One can readily calculate the number of entries in the pairwise
distance matrix that you would like to calculate, and ask whether
it will fit inside the physical memory installed in your computer.
It is 50,000 x 50,000 x 8 bytes per floating point number, for
a total of 20,000,000,000 bytes or 20 gigabytes. The critical
information that's still missing is that R needs enough space
for 10 or 20 copies of the largest object in its workspace, in
order to turn around and assign that object to a new name, or
do any summaries on it, etc. So, . . . if you have a computer
with between 200 and 400 gigabytes of random access memory, yes,
you can calculate and summarize the matrix of pairwise distances.
But that requires more memory slots than any ordinary motherboard
provides. (It would be a mother of a motherboard !)
So, failing that, you could always use Adrian Raftery and Chris
Fraley's 'mclust' package to cluster your data into 50 or more
clusters of very similar cases (instructions for running mclust()
on large data sets are found in the manual which comes with the
package), then calculate all pairwise distances only between the
cases within each cluster. That's a bit of work to code up.
You wouldn't want to work interactively for each of 50 clusters.

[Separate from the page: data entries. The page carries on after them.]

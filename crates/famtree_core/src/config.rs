//! Runtime configuration from the environment.
//!
//! Variables:
//! - `FAMTREE_DB_PATH`: SQLite file, default `<temp>/famtree.sqlite3`.
//! - `FAMTREE_LOG_LEVEL`: default [`default_log_level`].
//! - `FAMTREE_LOG_DIR`: absolute directory; file logging is off when unset.

use crate::logging::{default_log_level, normalize_level};
use std::error::Error;
use std::fmt::{Display, Formatter};
use std::path::PathBuf;

pub const DB_PATH_VAR: &str = "FAMTREE_DB_PATH";
pub const LOG_LEVEL_VAR: &str = "FAMTREE_LOG_LEVEL";
pub const LOG_DIR_VAR: &str = "FAMTREE_LOG_DIR";

const DEFAULT_DB_FILE_NAME: &str = "famtree.sqlite3";

#[derive(Debug, Clone, PartialEq, Eq)]
pub enum ConfigError {
    EmptyValue(&'static str),
    InvalidLogLevel(String),
    RelativeLogDir(PathBuf),
}

impl Display for ConfigError {
    fn fmt(&self, f: &mut Formatter<'_>) -> std::fmt::Result {
        match self {
            Self::EmptyValue(var) => write!(f, "{var} must not be empty"),
            Self::InvalidLogLevel(level) => write!(
                f,
                "unsupported log level `{level}`; expected trace|debug|info|warn|error"
            ),
            Self::RelativeLogDir(dir) => {
                write!(f, "log directory must be absolute, got `{}`", dir.display())
            }
        }
    }
}

impl Error for ConfigError {}

#[derive(Debug, Clone, PartialEq, Eq)]
pub struct CoreConfig {
    pub db_path: PathBuf,
    pub log_level: &'static str,
    pub log_dir: Option<PathBuf>,
}

impl Default for CoreConfig {
    fn default() -> Self {
        Self {
            db_path: default_db_path(),
            log_level: default_log_level(),
            log_dir: None,
        }
    }
}

impl CoreConfig {
    /// Reads the process environment.
    pub fn from_env() -> Result<Self, ConfigError> {
        Self::from_lookup(|name| std::env::var(name).ok())
    }

    /// Reads variables through `lookup`; unset variables keep defaults.
    pub fn from_lookup(lookup: impl Fn(&str) -> Option<String>) -> Result<Self, ConfigError> {
        let mut config = Self::default();

        if let Some(raw) = lookup(DB_PATH_VAR) {
            config = config.with_db_path(non_empty(DB_PATH_VAR, raw)?)?;
        }
        if let Some(raw) = lookup(LOG_LEVEL_VAR) {
            config = config.with_log_level(&non_empty(LOG_LEVEL_VAR, raw)?)?;
        }
        if let Some(raw) = lookup(LOG_DIR_VAR) {
            config = config.with_log_dir(non_empty(LOG_DIR_VAR, raw)?)?;
        }

        Ok(config)
    }

    pub fn with_db_path(mut self, path: impl Into<PathBuf>) -> Result<Self, ConfigError> {
        let path = path.into();
        if path.as_os_str().is_empty() {
            return Err(ConfigError::EmptyValue(DB_PATH_VAR));
        }
        self.db_path = path;
        Ok(self)
    }

    pub fn with_log_level(mut self, level: &str) -> Result<Self, ConfigError> {
        self.log_level =
            normalize_level(level).map_err(|_| ConfigError::InvalidLogLevel(level.to_string()))?;
        Ok(self)
    }

    pub fn with_log_dir(mut self, dir: impl Into<PathBuf>) -> Result<Self, ConfigError> {
        let dir = dir.into();
        if !dir.is_absolute() {
            return Err(ConfigError::RelativeLogDir(dir));
        }
        self.log_dir = Some(dir);
        Ok(self)
    }
}

/// `<temp>/famtree.sqlite3`.
pub fn default_db_path() -> PathBuf {
    std::env::temp_dir().join(DEFAULT_DB_FILE_NAME)
}

fn non_empty(var: &'static str, raw: String) -> Result<String, ConfigError> {
    let trimmed = raw.trim();
    if trimmed.is_empty() {
        return Err(ConfigError::EmptyValue(var));
    }
    Ok(trimmed.to_string())
}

But it certainly can be done in R. Depends how much effort you
want to put into it.
- tom blackwell - u mighigan medical school - ann arbor -
On Fri, 13 Feb 2004 dsheuman at rogers.com wrote:
> I've only begun investigating R as a substitute for SPSS.
>
> I have a need to identify for each CASE the closest (or most similar) 5
> other CASES (not including itself as it is automatically the closest). I
> have a fairly large matrix (50000 cases by 50 vars). In SPSS, I can use Correlate > Distances to generate a matrix of similarity, but only on a small sample. The entire matrix can not be processed at once due to memory limitations.
>
> The data are all percents, so they are easy comparable.
>
> Is there any way to do this in R?
>
> Below is a small sample of the data (from SPSS) and the desired output.
>
> Thanks,
>
> Danny
>
>
>
>
> *Sample Data.
> DATA LIST LIST /id(F8) var1(F8.2) var2(F8.2) var3(F8.2) var4(F8.2) var5
> (F8.2) var6(F8.2) var7(F8.2) var8(F8.2) var9(F8.2) var10(F8.2) var11(F8.2).
> BEGIN DATA.
> 10170069 3.51 4.02 6.53 11.05 6.53 8.04 13.57 20.10 11.05 8.55
> 7.04
> 10190229 1.89 5.66 4.61 7.62 8.45 13.21 9.50 20.82 16.07 9.36
> 3.77
> 10540023 3.40 5.08 3.39 4.52 10.18 14.71 13.56 16.38 9.60 7.89
> 11.85
> 10650413 6.64 6.64 3.73 4.70 3.78 13.23 19.82 15.98 12.26 8.48
> 3.78
> 10662074 5.11 5.81 4.37 5.11 6.55 14.60 18.97 11.68 10.25 8.75
> 8.79
> 10770041 6.43 4.17 6.34 4.26 6.34 4.26 19.11 19.20 14.95 12.77
> 4.35
> 11010422 3.14 4.71 6.81 7.85 5.75 6.81 15.18 15.18 13.61 11.00
> 9.44
> 11060762 7.03 5.03 6.95 5.99 5.92 12.94 15.01 12.06 11.98 8.06
> 9.02
> 11070078 4.61 9.22 4.61 7.94 6.27 12.75 14.02 20.49 7.75 7.75
> 4.61
> 11180646 4.48 5.35 6.29 5.42 4.55 11.71 20.74 15.32 14.45 8.09
> 3.61
> 11460001 5.71 7.34 6.48 5.68 4.07 10.55 13.83 18.69 12.15 9.76
> 4.87
> 11650133 6.00 3.72 6.72 6.00 7.50 17.94 13.44 16.37 13.51 5.15
> 3.65
> 11650275 4.02 8.06 6.06 8.10 5.06 8.10 17.16 14.12 12.14 14.12
> 4.02
> 11780034 4.25 4.28 5.30 5.33 6.38 14.88 15.96 18.08 14.85 7.48
> 3.20
> 11790016 4.40 4.40 5.54 4.40 4.40 10.93 17.67 19.72 13.20 12.13
> 4.33
> 12660338 6.60 7.54 5.66 8.49 10.38 11.31 16.06 12.26 8.49 8.49
> 4.73
> 12660644 5.51 3.14 3.95 7.09 7.11 14.98 15.72 18.90 9.44 5.50
> 8.65
> 12661667 5.44 4.50 5.44 4.50 5.44 12.69 13.63 11.81 9.07 13.68
> 13.79
> END DATA.
>
> *Output should be:.
> *.
> * ID1 CLOSEID1 CLOSEID2 CLOSEID3 CLOSEID4 CLOSEID5.
> * ID2 CLOSEID1 CLOSEID2 CLOSEID3 CLOSEID4 CLOSEID5.
> * ID3 CLOSEID1 CLOSEID2 CLOSEID3 CLOSEID4 CLOSEID5.
> * ID4 CLOSEID1 CLOSEID2 CLOSEID3 CLOSEID4 CLOSEID5.
> * ID5 CLOSEID1 CLOSEID2 CLOSEID3 CLOSEID4 CLOSEID5.